While my local river section is more bucolic than backwoods, town felt distant as night fell over the campsites where I slept. Each of the two free, no-reservation sites I stayed in – named Doe and Lussier for families that opened their land to the NFCT – had a rustic privy and a fire ring arched over by trees. At sunrise in Lussier campsite, I sipped coffee and watched a pair of red foxes emerge from a tangle of green on the opposite bank.
From Lussier, I had 12 river miles to the Highgate Center dam, where I had left a car; I paddled hard to outpace a slate-bellied bank of rain clouds at my back. Another seven miles would have taken me to Swanton, a town near the historical location of a Western Abenaki village called Mazipskoik, a word later corrupted to Missisquoi.
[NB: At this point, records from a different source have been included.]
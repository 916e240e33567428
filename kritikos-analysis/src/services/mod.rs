//! Pipeline stages
//!
//! Each stage owns its prompt and response parsing. None of them touch the
//! database; checkpointing is done by the pipeline.

pub mod par_analyzer;
pub mod proposal_fetcher;
pub mod summarizer;
pub mod triviality_filter;

pub use par_analyzer::ParAnalyzer;
pub use proposal_fetcher::{FetchError, FetchOutcome, FetchedText, ProposalFetcher, TextSource};
pub use summarizer::Summarizer;
pub use triviality_filter::{TrivialityFilter, TrivialityVerdict};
The people who lived there were paddlers: Many visitors to the Northern Forest Canoe Trail pilot craft that might have seemed familiar to the inhabitants of Mazipskoik. Archaeologists have found the remains of white pine dugouts by fishing ponds in Western Abenaki lands, while lightweight birchbark canoes served for long-distance river travel. Centuries ago, the canoe was already ancient.
Radiocarbon dating of the oldest North American canoe remains suggests that they’re 5,000 to 10,000 years old, said Mark Neuzil, a co-author of Canoes: A Natural History in North America. A time traveller from that period could probably pick up a paddle, climb into a modern-day canoe and stroke away. “Someone from 5,000 years ago . . . would know exactly what it was,” Neuzil said. “What other technology can you say that about?”
But it wasn’t until after the Civil War, Neuzil said, that the canoe became primarily a tool for recreation. At that time, Americans were travelling to lakes and rivers – including many in Vermont – to escape from increasingly crowded and industrial cities. As the pandemic summer of 2020 turns to autumn, I can relate.
My takeout point had just come into sight when the rain caught up with me, a light sprinkle followed by a drenching rush. Dripping wet, I dragged the boat up an embankment and lifted it onto my car.
I had used a boat to slip away from life in town, and now I would slip back in. Before driving away, I pulled a clean cloth mask from the bow of my kayak, where it had been safe in the bottom of a waterproof bag since the day I left.